Members of the Senate Banking Committee said they had yet to receive details of the proposal but were ready to move quickly when they do.
Before the markets opened Friday, the government announced plans to temporarily insure money-market deposits and to block short-selling in financial securities. Short selling is a trading method that bets the stocks will go down.
Speaking to reporters at the Treasury Department, Paulson said the new troubled-asset relief program he wants Congress to enact will include mortgage giants Fannie Mae and Freddie Mac stepping up their purchases of mortgage-backed securities to help provide support to the crippled housing market.

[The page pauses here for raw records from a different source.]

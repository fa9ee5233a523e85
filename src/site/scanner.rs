//! Directive scanner for the server configuration language.
//!
//! # Responsibilities
//! - Split text into words, `;` terminators and braces
//! - Honor `#` comments, single/double quotes and backslash escapes
//! - Build a tree of directives and brace-delimited blocks
//! - Quote values on the way back out so they re-scan identically
//!
//! # Design Decisions
//! - Never fails: stray `}` is dropped, unclosed blocks close at end of input
//! - A directive without its `;` before `}` or end of input is discarded
//! - In bare words a backslash keeps itself and the next character
//!   (regex locations like `~ \.php$` survive untouched)

use std::borrow::Cow;
use std::iter::Peekable;
use std::str::Chars;

/// A lexical token.
#[derive(Debug, Clone, PartialEq, Eq)]
pub enum Token {
    Word(String),
    Semicolon,
    OpenBrace,
    CloseBrace,
}

/// A directive, optionally carrying a block of nested directives.
#[derive(Debug, Clone, PartialEq, Eq)]
pub struct Directive {
    pub name: String,
    pub args: Vec<String>,
    pub block: Option<Vec<Directive>>,
}

impl Directive {
    fn from_words(words: Vec<String>, block: Option<Vec<Directive>>) -> Option<Self> {
        let mut words = words.into_iter();
        let name = words.next()?;
        Some(Self {
            name,
            args: words.collect(),
            block,
        })
    }

    /// Arguments joined by single spaces.
    pub fn value(&self) -> String {
        self.args.join(" ")
    }

    /// Nested directives, empty for simple directives.
    pub fn children(&self) -> &[Directive] {
        self.block.as_deref().unwrap_or(&[])
    }

    pub fn is_block(&self) -> bool {
        self.block.is_some()
    }
}

/// Value of the first simple directive named `name` that has arguments.
pub fn first_value(directives: &[Directive], name: &str) -> Option<String> {
    directives
        .iter()
        .filter(|d| !d.is_block() && d.name == name && !d.args.is_empty())
        .map(Directive::value)
        .next()
}

/// Depth-first search for the first block named `name`.
pub fn find_block<'a>(directives: &'a [Directive], name: &str) -> Option<&'a Directive> {
    for directive in directives {
        if !directive.is_block() {
            continue;
        }
        if directive.name == name {
            return Some(directive);
        }
        if let Some(found) = find_block(directive.children(), name) {
            return Some(found);
        }
    }
    None
}

/// Split configuration text into tokens.
pub fn tokenize(text: &str) -> Vec<Token> {
    let mut tokens = Vec::new();
    let mut chars = text.chars().peekable();

    while let Some(&c) = chars.peek() {
        match c {
            c if c.is_whitespace() => {
                chars.next();
            }
            '#' => {
                for c in chars.by_ref() {
                    if c == '\n' {
                        break;
                    }
                }
            }
            ';' => {
                chars.next();
                tokens.push(Token::Semicolon);
            }
            '{' => {
                chars.next();
                tokens.push(Token::OpenBrace);
            }
            '}' => {
                chars.next();
                tokens.push(Token::CloseBrace);
            }
            '"' | '\'' => {
                chars.next();
                tokens.push(Token::Word(read_quoted(&mut chars, c)));
            }
            _ => tokens.push(Token::Word(read_bare(&mut chars))),
        }
    }

    tokens
}

fn read_quoted(chars: &mut Peekable<Chars<'_>>, quote: char) -> String {
    let mut word = String::new();
    while let Some(c) = chars.next() {
        match c {
            '\\' => match chars.next() {
                Some(next) if next == quote || next == '\\' => word.push(next),
                Some(next) => {
                    word.push('\\');
                    word.push(next);
                }
                None => word.push('\\'),
            },
            c if c == quote => return word,
            c => word.push(c),
        }
    }
    // Unterminated quote: the rest of the input is the word.
    word
}

fn read_bare(chars: &mut Peekable<Chars<'_>>) -> String {
    let mut word = String::new();
    while let Some(&c) = chars.peek() {
        if c.is_whitespace() || matches!(c, ';' | '{' | '}') {
            break;
        }
        chars.next();
        word.push(c);
        if c == '\\' {
            if let Some(next) = chars.next() {
                word.push(next);
            }
        }
    }
    word
}

struct Frame {
    name: String,
    args: Vec<String>,
    children: Vec<Directive>,
}

impl Frame {
    fn close(self) -> Directive {
        Directive {
            name: self.name,
            args: self.args,
            block: Some(self.children),
        }
    }
}

fn current<'a>(root: &'a mut Vec<Directive>, stack: &'a mut [Frame]) -> &'a mut Vec<Directive> {
    match stack.last_mut() {
        Some(frame) => &mut frame.children,
        None => root,
    }
}

/// Scan text into a directive tree.
pub fn parse_directives(text: &str) -> Vec<Directive> {
    let mut root = Vec::new();
    let mut stack: Vec<Frame> = Vec::new();
    let mut words: Vec<String> = Vec::new();

    for token in tokenize(text) {
        match token {
            Token::Word(word) => words.push(word),
            Token::Semicolon => {
                if let Some(directive) = Directive::from_words(std::mem::take(&mut words), None) {
                    current(&mut root, &mut stack).push(directive);
                }
            }
            Token::OpenBrace => {
                let mut header = std::mem::take(&mut words).into_iter();
                stack.push(Frame {
                    name: header.next().unwrap_or_default(),
                    args: header.collect(),
                    children: Vec::new(),
                });
            }
            Token::CloseBrace => {
                words.clear();
                if let Some(frame) = stack.pop() {
                    let directive = frame.close();
                    current(&mut root, &mut stack).push(directive);
                }
            }
        }
    }

    while let Some(frame) = stack.pop() {
        let directive = frame.close();
        current(&mut root, &mut stack).push(directive);
    }

    root
}

/// Quote a single word if scanning it bare would change it or split it.
pub fn escape_word(word: &str) -> Cow<'_, str> {
    let needs_quotes = word.is_empty()
        || word.ends_with('\\')
        || word
            .chars()
            .any(|c| c.is_whitespace() || matches!(c, ';' | '{' | '}' | '"' | '\'' | '#'));
    if !needs_quotes {
        return Cow::Borrowed(word);
    }

    let mut quoted = String::with_capacity(word.len() + 2);
    quoted.push('"');
    for c in word.chars() {
        if c == '"' || c == '\\' {
            quoted.push('\\');
        }
        quoted.push(c);
    }
    quoted.push('"');
    Cow::Owned(quoted)
}

/// Render a whitespace-separated value as directive arguments.
pub fn escape_value(value: &str) -> String {
    value
        .split_whitespace()
        .map(escape_word)
        .collect::<Vec<_>>()
        .join(" ")
}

He also said the Treasury Department will expand a program, announced earlier this month, to buy mortgage-backed securities, which have been badly hurt by the housing and credit crises.
Chief gameday buddy?
People would rather watch a football game with Barack Obama than with John McCain — but by barely the length of a football. Obama was the pick over McCain by a narrow 50 percent to 47 percent, according to an Associated Press-Yahoo News poll released Friday.
Crash rattles L.A.
An out-of-service bus driven by a mechanic turned abruptly into a light rail train near downtown L.A. during the morning rush Friday, injuring at least 14 people and rattling commuters a week after a deadly train crash in a suburb. The track reopened about three hours after the crash.
Milk crisis widens
China’s tainted milk crisis widened Friday after tests found the industrial chemical melamine in liquid milk produced by three of the country’s leading dairy companies, the quality watchdog said. Tainted baby formula has been blamed for killing four infants in China since last week.
Baseball MVP divorces
It’s over for A-Rod and his wife of more than five years. With a prenuptial agreement in place, lawyers for the couple confirmed Friday that a settlement was reached less than three months after Cynthia Rodriguez first filed for divorce from New York Yankees star Alex Rodriguez. Terms were not disclosed.